On peut seulement présenter les rouages du mécanisme de la justice et la hiérarchie entre les différents rangs des spécialistes qui sont utiles les uns aux autres pour la transmission des éléments des dossiers en cours; même si certaines affaires semblent pouvoir se passer d’un échelon pour aller plaider et négocier à un échelon supérieur.

 

Entre marrons (véreux), petits et grands avocats que Le Procès distingue, la subordination est indispensable pour le bon déroulement de la préparation du procès, l’investigation peut être longue, mais elle est toujours bénéfique pour quelqu’un. 

 

Vous n’avez donc jamais songé au grand avocat ? demande alors Joseph K au négociant.

 

Qui est-ce? demande la Samaritaine à Jésus au puits de Jacob, assoiffée de vérité, donc de justice, ça c’est dans l’Évangile selon saint Jean. 

 

Celui qui te parle, la réponse de Jésus lui suffit, ni la justice ainsi obtenue, ni les conditions de sa publication ne se négocient, tout est évident et d’une efficacité immédiate.

 

La femme ne peut contenir sa joie, enfin la justice qui libère à partir des plus grandes profondeurs de son être. La Samaritaine est soulagée, libérée d’une justice qui l’a condamnée pour se soumettre à une autre, la plus grande, celle qui lui donne des ailes pour jouir de la liberté.

 

La justice ne se négocie pas, elle a un effet immédiat, il faut seulement y accéder de deux côtés, du côté de celui qui juge et du côté de celui qui est jugé, tout comme dans le cas des traités.

 

Une justice exercée divinement, est-elle vraiment possible?

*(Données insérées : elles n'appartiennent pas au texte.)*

//! The receiver session state machine.
//!
//! One engine task owns the transport link, the application-launch handshake,
//! the heartbeat and all reconnect policy. Every operation is a command on
//! its mailbox, so state only ever changes on one timeline; callers hold a
//! cloneable [`SessionHandle`] and observe status through a watch channel and
//! the event emitter.
//!
//! Status reports from the receiver are the sole driver of application
//! binding: a report naming our application with a new transport id (re)binds
//! the application channels, a report without it tears the binding down.

use std::sync::Arc;
use std::time::Duration;

use async_trait::async_trait;
use serde::Deserialize;
use serde_json::json;
use tokio::sync::{mpsc, oneshot, watch};
use tokio::time::Instant;

use super::sanitize::sanitize;
use super::transport::{ChannelHandle, Envelope, Transport};
use super::types::{CastStatus, DeviceEndpoint, MessageKind, OutboundMessage, PlaybackPayload};
use super::{CastError, Recovery};
use crate::events::{CastEvent, EventEmitter};
use crate::protocol_constants::{
    CONNECTION_NAMESPACE, HEARTBEAT_INTERVAL, HEARTBEAT_NAMESPACE, LAUNCH_TIMEOUT,
    MAX_MESSAGE_BYTES, RECEIVER_ID, RECEIVER_NAMESPACE, RECONNECT_DELAY, RELAUNCH_DELAY,
    SENDER_ID,
};
use crate::utils::now_millis;

/// Pause between the PAUSE signal and the stop-application request.
const STOP_PAUSE_GRACE: Duration = Duration::from_millis(100);

/// Pause between the stop-application request and closing the app connection.
const STOP_CLOSE_GRACE: Duration = Duration::from_millis(200);

/// Session engine parameters. Defaults follow the protocol policy constants.
#[derive(Debug, Clone)]
pub struct SessionConfig {
    /// Application id to launch on the receiver.
    pub app_id: String,
    /// Namespace of the custom data channel.
    pub namespace: String,
    pub heartbeat_interval: Duration,
    pub launch_timeout: Duration,
    pub relaunch_delay: Duration,
    pub reconnect_delay: Duration,
    pub max_message_bytes: usize,
}

impl SessionConfig {
    #[must_use]
    pub fn new(app_id: impl Into<String>, namespace: impl Into<String>) -> Self {
        Self {
            app_id: app_id.into(),
            namespace: namespace.into(),
            heartbeat_interval: HEARTBEAT_INTERVAL,
            launch_timeout: LAUNCH_TIMEOUT,
            relaunch_delay: RELAUNCH_DELAY,
            reconnect_delay: RECONNECT_DELAY,
            max_message_bytes: MAX_MESSAGE_BYTES,
        }
    }
}

/// Minimal session surface the playback dispatcher depends on.
///
/// A trait so the dispatcher is testable against a recording stub.
#[async_trait]
pub trait SessionControl: Send + Sync {
    /// Connects if needed and resolves once the application is bound.
    /// Concurrent callers share one in-flight launch request.
    async fn ensure_launched(&self) -> Result<(), CastError>;

    /// Sanitizes and transmits a payload on the custom channel.
    async fn send(&self, kind: MessageKind, payload: PlaybackPayload) -> Result<(), CastError>;

    /// Best-effort sequenced stop of the receiver application.
    async fn stop_app(&self);
}

/// Cloneable handle to the session engine task.
#[derive(Clone)]
pub struct SessionHandle {
    commands: mpsc::Sender<SessionCommand>,
    status: watch::Receiver<CastStatus>,
}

Puisque comme le dit le proverbe déjà cité: la justice (divine) n’est pas de ce monde, et ce n’est désormais pas seulement la justice terrestre qui est sur le banc des accusés.

 

Même la Grande Justice n’est pas épargnée, elle ne sort pas indemne des accusations proférées à son encontre à cause de l’interprétation et même des présupposés eux-mêmes.

 

Sans qu’elle soit pervertie comme la description faite par Kafka tente de le démontrer, souvent la justice terrestre fait ce qu’elle peut, et elle le fait pas trop mal, surtout quand elle sait que le commanditaire suprême assoiffé de justice est un juge impartial. Tellement impartial qu’il n’est pas de ce monde.

 

La loi positive jouit d’une autonomie que la loi divine lui laisse, comme un adolescent désireux de prendre sa part de liberté, la loi humaine tente d’obtenir le droit à l’exclusivité.

 

Si les abus dans l’interprétation et la mise en application sont possibles sur le terrain des deux justices, comme un adolescent, l’une fait ses preuves pour dire qu’elle peut exister par elle-même et l’autre comme un père de miséricorde (c’est dans un autre évangile) attend que la relation (forcément bonne) soit rétablie.

 

La recherche d’autonomie des humains à l’égard des lois de Dieu n’est qu’une phase légitime du processus de l’humanisation de l’humanité. Phase passagère, intermédiaire entre l’enfance et la vie adulte. On peut toujours rêver!